Procès Charrière : au jury de trancher

TROIS-RIVIÈRES — Le procureur de la Couronne et l’avocat de la défense ont mis plus de dix heures à présenter leur plaidoirie aux 12 membres du jury au procès d’Olivier Charrière, qui se tient au palais de justice de Trois-Rivières depuis cinq semaines.

L’homme de 34 ans est accusé d’avoir floué pour plus de 1 M$ des fournisseurs, une institution financière et des dizaines d’agriculteurs qui ont perdu pour plus de 800 000 $ de grains qu’ils avaient confiés à l’entreprise de l’accusé, Les Élévateurs de la Rive-Nord.

La défense

Dans son réquisitoire, l’avocat de la défense, Me Miguel Mpetsi-Lemelin, a soutenu que la preuve démontrait l’existence d’un doute raisonnable quant aux intentions criminelles de son client dont les mauvaises décisions seraient imputables à l’inexpérience, voire à de l’immaturité, puisqu’il avait 25 ans au moment des faits.

Dans son témoignage, l’accusé a admis que ses connaissances en comptabilité étaient très lacunaires malgré une formation collégiale en gestion d’entreprise. « Ma force, c’est sûr, ce n’est pas les états financiers », a-t-il lancé lors de son passage à la barre des témoins, ajoutant que les opérations courantes étaient alors assumées par une employée.

Dans son témoignage, il a également décrit les problèmes mécaniques et les imprévus auxquels il a été confronté, lesquels ont grugé temps et argent et retardé le lancement de ses activités à l’automne 2007.

L’avocat de Charrière s’est employé à démontrer que l’accusé n’avait pas fait preuve d’aveuglement volontaire face aux difficultés financières de son entreprise en démarrage et à l’égard des plaintes des producteurs qui lui ont vendu ou confié leurs grains en consignation, qu’ils n’ont pu récupérer puisque l’exploitation de Sainte-Geneviève-de-Batiscan a cessé ses activités en juin 2009.

Selon son avocat, Olivier Charrière se serait fié aux signaux qu’il recevait de ses proches et de son institution financière pour croire qu’il était sur la bonne voie et que les perspectives de croissance de son entreprise étaient favorables, puisque de nombreux prêts lui avaient été consentis.

La Couronne

À l’opposé, le procureur de la Couronne, Me Julien Beauchamp-Laliberté, a mentionné que la preuve permettait plutôt d’établir les intentions criminelles et l’aveuglement volontaire derrière les décisions prises par Olivier Charrière.

C’est volontairement, a soutenu le procureur, que l’accusé a vendu un séchoir qui appartenait à son locateur en omettant de lui verser les profits de cette vente.

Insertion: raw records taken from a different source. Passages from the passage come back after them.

use chrono::{TimeZone, Utc};
use mockall::mock;
use storefront_common::Cents;
use storefront_engine::{
    api::{
        order_objects::{OrderChanged, OrderQueryFilter},
        stats::OrderTotals,
    },
    db_types::{
        Customer,
        CustomerSummary,
        NewCustomer,
        NewOrder,
        NewProduct,
        Order,
        OrderId,
        OrderItem,
        OrderStatusType,
        PaymentMethod,
        Product,
        ProductUpdate,
        ShippingAddress,
        StatusEvent,
        StockStatus,
    },
    traits::{CatalogApiError, CustomerApiError, CustomerDirectory, OrderApiError, OrderManagement, ProductCatalog},
    transitions::Initiator,
};

mock! {
    pub StorefrontDb {}

    impl OrderManagement for StorefrontDb {
        async fn insert_order(&self, order: NewOrder) -> Result<Order, OrderApiError>;
        async fn fetch_order_by_id(&self, id: &OrderId) -> Result<Option<Order>, OrderApiError>;
        async fn fetch_orders_for_email(&self, email: &str) -> Result<Vec<Order>, OrderApiError>;
        async fn fetch_orders(&self, query: OrderQueryFilter) -> Result<Vec<Order>, OrderApiError>;
        async fn apply_status_change(&self, id: &OrderId, new_status: OrderStatusType, notes: Option<String>, initiator: Initiator) -> Result<OrderChanged, OrderApiError>;
        async fn order_totals(&self) -> Result<OrderTotals, OrderApiError>;
    }

    impl ProductCatalog for StorefrontDb {
        async fn insert_product(&self, product: NewProduct) -> Result<Product, CatalogApiError>;
        async fn fetch_product(&self, id: i64) -> Result<Option<Product>, CatalogApiError>;
        async fn fetch_products(&self) -> Result<Vec<Product>, CatalogApiError>;
        async fn update_product(&self, id: i64, update: ProductUpdate) -> Result<Option<Product>, CatalogApiError>;
        async fn delete_product(&self, id: i64) -> Result<bool, CatalogApiError>;
        async fn product_count(&self) -> Result<i64, CatalogApiError>;
    }

    impl CustomerDirectory for StorefrontDb {
        async fn insert_customer(&self, customer: NewCustomer) -> Result<Customer, CustomerApiError>;
        async fn fetch_customer_by_email(&self, email: &str) -> Result<Option<Customer>, CustomerApiError>;
        async fn customer_summaries(&self) -> Result<Vec<CustomerSummary>, CustomerApiError>;
    }

    impl Clone for StorefrontDb {
        fn clone(&self) -> Self;
    }
}

/// A minimal, deterministic order for mock responses.
pub fn sample_order(status: OrderStatusType) -> Order {
    let ts = Utc.with_ymd_and_hms(2024, 2, 29, 13, 30, 0).unwrap();
    Order {
        id: OrderId("ord_0000001".into()),
        customer_name: "Grace Hopper".into(),
        customer_email: "grace@example.com".into(),
        order_timestamp: ts,
        items: vec![OrderItem {
            product_id: "p1".into(),
            product_name: "Compiler Manual".into(),
            quantity: 2,
            price: Cents::from(100),
        }],
        total: Cents::from(200),
        payment_method: PaymentMethod::Cod,
        transaction_id: "txn_0000001".into(),
        address: ShippingAddress {
            full_name: "Grace Hopper".into(),
            street: "1 Harbor Way".into(),
            city: "Arlington".into(),
            state: "VA".into(),
            zip: "22202".into(),
            country: "USA".into(),
            phone: "+1 555 0100".into(),
            location: None,
        },
        status,
        status_history: vec![StatusEvent { status: OrderStatusType::Pending, timestamp: ts, notes: None }],
    }
}

pub fn sample_product() -> Product {
    let ts = Utc.with_ymd_and_hms(2024, 2, 29, 13, 30, 0).unwrap();
    Product {
        id: 1,
        name: "Organic Honey".into(),
        category: "Pantry".into(),
        price: Cents::from(750),
        stock: 12,
        status: StockStatus::InStock,
        image_url: "https://picsum.photos/seed/OrganicHoney/400".into(),
        description: None,
        created_at: ts,
        updated_at: ts,
    }
}
mod customers;
mod helpers;
mod mocks;
mod orders;
mod products;
mod stats;
//! Arithmetic boilerplate for single-field newtypes.

#[macro_export]
macro_rules! op {
    (binary $ty:ty, $op:ident, $fn:ident) => {
        impl std::ops::$op for $ty {
            type Output = Self;

            fn $fn(self, rhs: Self) -> Self::Output {
                Self(std::ops::$op::$fn(self.0, rhs.0))
            }
        }
    };
    (inplace $ty:ty, $op:ident, $fn:ident) => {
        impl std::ops::$op for $ty {
            fn $fn(&mut self, rhs: Self) {
                std::ops::$op::$fn(&mut self.0, rhs.0)
            }
        }
    };
    (unary $ty:ty, $op:ident, $fn:ident) => {
        impl std::ops::$op for $ty {
            type Output = Self;

            fn $fn(self) -> Self::Output {
                Self(std::ops::$op::$fn(self.0))
            }
        }
    };
}
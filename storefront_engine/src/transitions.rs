//! The status transition engine.
//!
//! Pure logic: given the current status, the requested status and who is asking, decide whether the change is
//! legal. The store applies these rules inside its status-change transaction so a concurrent writer cannot
//! slip an event past a stale check.

use thiserror::Error;

use crate::db_types::OrderStatusType;

/// The actor requesting a status change. Customers and operators play by different rules.
#[derive(Debug, Clone, Copy, PartialEq, Eq)]
pub enum Initiator {
    /// The purchaser. May only cancel, and only while the order is still `Pending`.
    Customer,
    /// A storefront operator. May move an order between any non-terminal states, in any direction, so that
    /// data-entry mistakes can be corrected. Terminal states are locked for operators too.
    Operator,
}

#[derive(Debug, Clone, PartialEq, Eq, Error)]
pub enum TransitionError {
    #[error("This order cannot be cancelled as it is already being processed.")]
    AlreadyProcessed,
    #[error("Order is already {0} and its status can no longer change")]
    TerminalState(OrderStatusType),
    #[error("Order is already {0}")]
    NoOp(OrderStatusType),
    #[error("A customer cannot set an order to {0}")]
    NotPermitted(OrderStatusType),
}

/// Checks whether `current → requested` is a legal transition for the given initiator.
///
/// | Initiator | Rule                                                                  |
/// |-----------|-----------------------------------------------------------------------|
/// | Customer  | `Pending → Cancelled` only                                            |
/// | Operator  | any change between non-terminal states; terminal states are locked    |
///
/// Re-asserting the current status is rejected as a no-op rather than silently appending a duplicate
/// history entry.
pub fn validate_transition(
    current: OrderStatusType,
    requested: OrderStatusType,
    initiator: Initiator,
) -> Result<(), TransitionError> {
    match initiator {
        Initiator::Customer => {
            if requested != OrderStatusType::Cancelled {
                return Err(TransitionError::NotPermitted(requested));
            }
            if current == OrderStatusType::Pending {
                Ok(())
            } else {
                Err(TransitionError::AlreadyProcessed)
            }
        },
        Initiator::Operator => {
            if current.is_terminal() {
                return Err(TransitionError::TerminalState(current));
            }
            if current == requested {
                return Err(TransitionError::NoOp(current));
            }
            Ok(())
        },
    }
}

pub fn is_transition_allowed(current: OrderStatusType, requested: OrderStatusType, initiator: Initiator) -> bool {
    validate_transition(current, requested, initiator).is_ok()
}

#[cfg(test)]
mod test {
    use super::*;
    use crate::db_types::OrderStatusType::*;

    #[test]
    fn operator_walks_the_happy_path() {
        let path = [Pending, Processing, Shipped, OutForDelivery, Delivered];
        for pair in path.windows(2) {
            assert!(is_transition_allowed(pair[0], pair[1], Initiator::Operator), "{} -> {}", pair[0], pair[1]);
        }
    }

    #[test]
    fn operator_may_move_laterally_and_backwards() {
        assert!(is_transition_allowed(Shipped, Processing, Initiator::Operator));
        assert!(is_transition_allowed(Pending, Delivered, Initiator::Operator));
        assert!(is_transition_allowed(OutForDelivery, Cancelled, Initiator::Operator));
    }

    #[test]
    fn terminal_states_are_locked() {
        for terminal in [Delivered, Cancelled] {
            for target in [Pending, Processing, Shipped, OutForDelivery, Delivered, Cancelled] {
                assert_eq!(
                    validate_transition(terminal, target, Initiator::Operator),
                    Err(TransitionError::TerminalState(terminal))
                );
            }
        }
    }

    #[test]
    fn operator_noop_is_rejected() {
        assert_eq!(validate_transition(Shipped, Shipped, Initiator::Operator), Err(TransitionError::NoOp(Shipped)));
    }

    #[test]
    fn customer_can_only_cancel_pending_orders() {
        assert!(is_transition_allowed(Pending, Cancelled, Initiator::Customer));
        for current in [Processing, Shipped, OutForDelivery, Delivered, Cancelled] {
            assert_eq!(
                validate_transition(current, Cancelled, Initiator::Customer),
                Err(TransitionError::AlreadyProcessed)
            );
        }
    }

    #[test]
    fn customer_cannot_set_other_statuses() {
        assert_eq!(
            validate_transition(Pending, Shipped, Initiator::Customer),
            Err(TransitionError::NotPermitted(Shipped))
        );
    }
}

C’est volontairement, a-t-il ajouté, que des fonds de l’entreprise ont été détournés pour servir à des usages personnels. C’est notamment le cas d’une somme de plus de 61 000 $ versée comme mise de fonds pour l’achat d’un immeuble résidentiel et puisée à même un prêt de 300 000 $ que venait tout juste de lui accorder son institution financière pour accroître les liquidités de l’entreprise.

L’avocat a également soutenu que l’accusé avait fait preuve d’aveuglement volontaire, notamment en ne reconnaissant pas ses obligations envers les agriculteurs qui lui ont confié leurs grains et aussi en émettant, en un an, plus de 150 chèques sans provision, totalisant plus de 586 000 $.

Après les plaidoiries, les 12 membres du jury ont entendu les instructions du juge Louis Dionne et ont été séquestrés pour délibérer.

Le père, une victime potentielle

Le nom de Benoit Charrière pourrait figurer parmi ceux des victimes de la débâcle en 2009 des Élévateurs de la Rive-Nord. Le père de l’accusé, lui-même producteur, aurait perdu environ 230 000 $ dans la faillite de l’entreprise de son fils, Olivier Charrière.

Dans son témoignage, M. Charrière a expliqué avoir cautionné son fils et donné une terre en garantie, notamment pour un prêt destiné à financer l’achat d’un séchoir plus performant. « Je trouvais que l’achat d’un nouveau séchoir était une bonne affaire, puisqu’il permettait d’augmenter les performances de l’entreprise. »

En contre-interrogatoire, il a reconnu que cet épisode avait entraîné la rupture des relations avec son fils pendant presque deux ans. Ébranlé par l’émotion, M. Charrière a été incapable de préciser à quel moment la communication s’était rétablie, ni dans quelles circonstances.